O tratamento da enxaqueca crônica se concentra no gerenciamento das escolhas de estilo de vida e dos gatilhos da dor de cabeça, no controle dos ataques e no fornecimento de tratamentos preventivos para reduzir os ataques.

Mudanças no estilo de vida incluem: Perder peso se você estiver com sobrepeso, iniciar um plano de exercícios planejado pelo seu fisioterapeuta especializado, gerenciamento do estresse (meditação, ioga, treinamento de relaxamento ou respiração consciente), desenvolver um regime de rotina em relação aos horários das refeições e lanches (não pular refeições), estar sempre bem hidratado, início do tratamento para qualquer transtorno de humor existente (incluindo depressão e ansiedade) ou problema de sono.

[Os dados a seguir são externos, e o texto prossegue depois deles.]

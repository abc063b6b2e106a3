// Wed Feb 4 2026 - Alex

use anyhow::Context;
use clap::Parser;
use colored::Colorize;
use log::LevelFilter;
use std::fs::File;
use std::io::{self, BufWriter, Write};
use std::path::PathBuf;
use xpa_offset_generator::ui::banner::{Banner, BannerStyle};
use xpa_offset_generator::{Config, Generator, GeneratorError};

#[derive(Parser, Debug)]
#[command(author = "Alex")]
#[command(version = "1.0.0")]
#[command(about = "XPA binding constants generator", long_about = None)]
struct Args {
    /// Output file for the generated constants; stdout when omitted
    #[arg(short, long)]
    output: Option<PathBuf>,

    /// Also write a JSON dump of the field descriptors
    #[arg(long)]
    json: Option<PathBuf>,

    /// Override the dynamic library path emitted into the output
    #[arg(long)]
    library: Option<String>,

    #[arg(short, long)]
    verbose: bool,

    #[arg(long)]
    no_banner: bool,

    /// Skip the library linkage probe even when built with native-probe
    #[arg(long)]
    skip_probe: bool,
}

fn main() {
    let args = Args::parse();

    env_logger::Builder::new()
        .filter_level(if args.verbose {
            LevelFilter::Debug
        } else {
            LevelFilter::Warn
        })
        .init();

    if !args.no_banner {
        Banner::new("XPA Offset Generator")
            .with_subtitle("ABI introspection for the Julia binding")
            .with_version(env!("CARGO_PKG_VERSION"))
            .with_style(BannerStyle::Box)
            .print();
    }

    let mut config = Config::default();
    config.output_file = args.output.clone();
    config.json_file = args.json.clone();
    config.skip_probe = args.skip_probe;
    config.enable_verbose_output = args.verbose;
    if let Some(library) = args.library {
        config.library_path = library;
    }

    if let Err(e) = config.validate() {
        eprintln!("{} Invalid configuration: {}", "[!]".red(), e);
        std::process::exit(1);
    }

    let generator = build_generator(config.clone());

    if let Err(e) = run(&generator, &config) {
        eprintln!("{} {}", "[!]".red(), e);
        std::process::exit(1);
    }

    if let Some(output) = &config.output_file {
        eprintln!("{} Constants written to: {}", "[+]".green(), output.display());
    }
    if let Some(json) = &config.json_file {
        eprintln!("{} Descriptor dump written to: {}", "[+]".green(), json.display());
    }
}

#[cfg(feature = "native-probe")]
fn build_generator(config: Config) -> Generator {
    use xpa_offset_generator::xpa::probe::NativeProbe;

    let skip = config.skip_probe;
    let generator = Generator::new(config);
    if skip {
        generator
    } else {
        generator.with_probe(Box::new(NativeProbe))
    }
}

#[cfg(not(feature = "native-probe"))]
fn build_generator(config: Config) -> Generator {
    Generator::new(config)
}

fn run(generator: &Generator, config: &Config) -> anyhow::Result<()> {
    match &config.output_file {
        Some(path) => {
            let file = File::create(path)
                .with_context(|| format!("failed to create {}", path.display()))?;
            let mut writer = BufWriter::new(file);
            emit(generator, &mut writer)?;
            writer.flush()?;
        }
        None => {
            let stdout = io::stdout();
            let mut writer = stdout.lock();
            emit(generator, &mut writer)?;
            writer.flush()?;
        }
    }

    if let Some(json) = &config.json_file {
        generator
            .generate_json(json)
            .with_context(|| format!("failed to write {}", json.display()))?;
    }

    Ok(())
}

fn emit(generator: &Generator, writer: &mut dyn Write) -> anyhow::Result<()> {
    generator.generate(writer).map_err(|e| match e {
        GeneratorError::LinkageValidation { .. } => {
            anyhow::anyhow!("{} (offsets cannot be trusted, nothing emitted)", e)
        }
        other => anyhow::anyhow!(other),
    })
}
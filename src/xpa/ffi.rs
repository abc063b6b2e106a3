// Wed Feb 4 2026 - Alex

use crate::xpa::constants::SZ_LINE;
use libc::{c_char, c_int};

// Mirrors of the xpa.h record declarations. Field order and types must
// track the installed header; everything downstream reads offsets off
// these declarations, never off hardcoded numbers.

#[repr(C)]
pub struct XPARec {
    pub version: *mut c_char,
    pub status: c_int,
    pub name: *mut c_char,
    pub xclass: *mut c_char,
    pub method: *mut c_char,
    pub sendian: *mut c_char,
    pub send_mode: c_int,
    pub receive_mode: c_int,
    pub comm: *mut XPACommRec,
}

#[repr(C)]
pub struct XPACommRec {
    pub status: c_int,
    pub cmdfd: c_int,
    pub datafd: c_int,
    pub ack: c_int,
    pub cendian: *mut c_char,
    pub buf: [c_char; SZ_LINE],
}
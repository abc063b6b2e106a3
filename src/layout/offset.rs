// Wed Feb 4 2026 - Alex

use serde::{Deserialize, Serialize};
use std::fmt;

#[derive(Debug, Clone, Copy, PartialEq, Eq, PartialOrd, Ord, Hash, Serialize, Deserialize)]
#[serde(transparent)]
pub struct Offset {
    value: u64,
}

impl Offset {
    pub fn new(value: u64) -> Self {
        Self { value }
    }

    pub fn zero() -> Self {
        Self { value: 0 }
    }

    pub fn as_u64(&self) -> u64 {
        self.value
    }

    pub fn as_usize(&self) -> usize {
        self.value as usize
    }

    pub fn is_aligned(&self, alignment: usize) -> bool {
        self.value % alignment as u64 == 0
    }
}

impl fmt::Display for Offset {
    fn fmt(&self, f: &mut fmt::Formatter<'_>) -> fmt::Result {
        write!(f, "0x{:x}", self.value)
    }
}

impl From<u64> for Offset {
    fn from(value: u64) -> Self {
        Self::new(value)
    }
}

impl From<usize> for Offset {
    fn from(value: usize) -> Self {
        Self::new(value as u64)
    }
}
// Wed Feb 4 2026 - Alex

use crate::layout::{CType, Offset};
use serde::{Deserialize, Serialize};
use std::fmt;

#[derive(Debug, Clone, Serialize, Deserialize)]
pub struct FieldDescriptor {
    name: String,
    offset: Offset,
    ctype: CType,
}

impl FieldDescriptor {
    pub fn new(name: &str, offset: Offset, ctype: CType) -> Self {
        Self {
            name: name.to_string(),
            offset,
            ctype,
        }
    }

    pub fn name(&self) -> &str {
        &self.name
    }

    pub fn offset(&self) -> Offset {
        self.offset
    }

    pub fn ctype(&self) -> CType {
        self.ctype
    }

    pub fn size(&self) -> usize {
        self.ctype.size()
    }

    pub fn end_offset(&self) -> u64 {
        self.offset.as_u64() + self.size() as u64
    }
}

impl fmt::Display for FieldDescriptor {
    fn fmt(&self, f: &mut fmt::Formatter<'_>) -> fmt::Result {
        write!(f, "{} @ {}: {}", self.name, self.offset, self.ctype)
    }
}
// Wed Feb 4 2026 - Alex

pub mod config;
pub mod error;
pub mod generator;
pub mod introspect;
pub mod layout;
pub mod output;
pub mod ui;
pub mod xpa;

pub use config::Config;
pub use error::GeneratorError;
pub use generator::Generator;
pub use layout::{CType, FieldDescriptor, Offset, StructureLayout};
pub use output::{JsonSerializer, JuliaEmitter};
pub use xpa::{LinkageProbe, PROBE_SENTINEL};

O plano de tratamento farmacológico típico consiste em dois planos distintos e que devem ser sempre planejados pelo profissional médico, de preferência um neurologista cefaliatra. O primeiro consiste no gerenciamento dos ataques de enxaqueca e inclui: tratar os ataques de enxaqueca no início, quando a dor é leve; começar com um analgésico simples (paracetamol, aspirina, ibuprofeno, naproxeno) e aumentar lentamente a dose conforme necessário até a dose máxima tolerada, a menos que a dor de cabeça seja intensa no início ou se torne severa. Nesses casos, adiciona-se um triptano ao medicamento acima para melhorar a eficácia. Deve-se evitar o uso de opiáceos, se possível. O neurologista cefaliatra elaborará um plano de tratamento para evitar o agravamento da dor de cabeça crônica pelo uso excessivo de medicamentos. Os efeitos colaterais associados, como náuseas, devem ser tratados. O segundo consiste no tratamento preventivo, que visa reduzir o número de dores de cabeça e incluem: betabloqueadores, bloqueadores de angiotensina, antidepressivos tricíclicos, anticonvulsivantes, injeções de toxina A onabotulínica e peptídeo relacionado ao gene da calcitonina.

As intervenções direcionadas ao sistema musculoesquelético, mais precisamente a coluna cervical vem recebendo bastante atenção e apresentam algumas evidências. Segundo Carvalho et al, a incapacidade relacionada a dor cervical foi altamente prevalente em pacientes com enxaqueca, especialmente naqueles que apresentavam a sua forma crônica. Incapacidade relacionada à dor cervical foi associada ao risco de desenvolver enxaqueca crônica. A correlação entre a amplitude de movimento e a incapacidade relacionada à dor cervical foi de fraca a moderada, no entanto, quando o paciente relata dor durante o movimento cervical, esta correlação aumentou para moderada em pacientes com enxaqueca crônica. Segundo Aoyama, evidências sugerem que a incapacidade cervical deve ser considerada na prevenção e tratamento da enxaqueca. Portanto, uma avaliação minuciosa realizada pelo fisioterapeuta especializado e um tratamento adequado da coluna cervical (principalmente a cervical alta) através da terapia manual, exercícios e agulhamento podem ajudar no tratamento dos pacientes de enxaqueca crônica. Exercícios aeróbicos parecem melhorar os sintomas da enxaqueca crônica. O exercício aeróbico pode tornar a terapia farmacológica mais efetiva.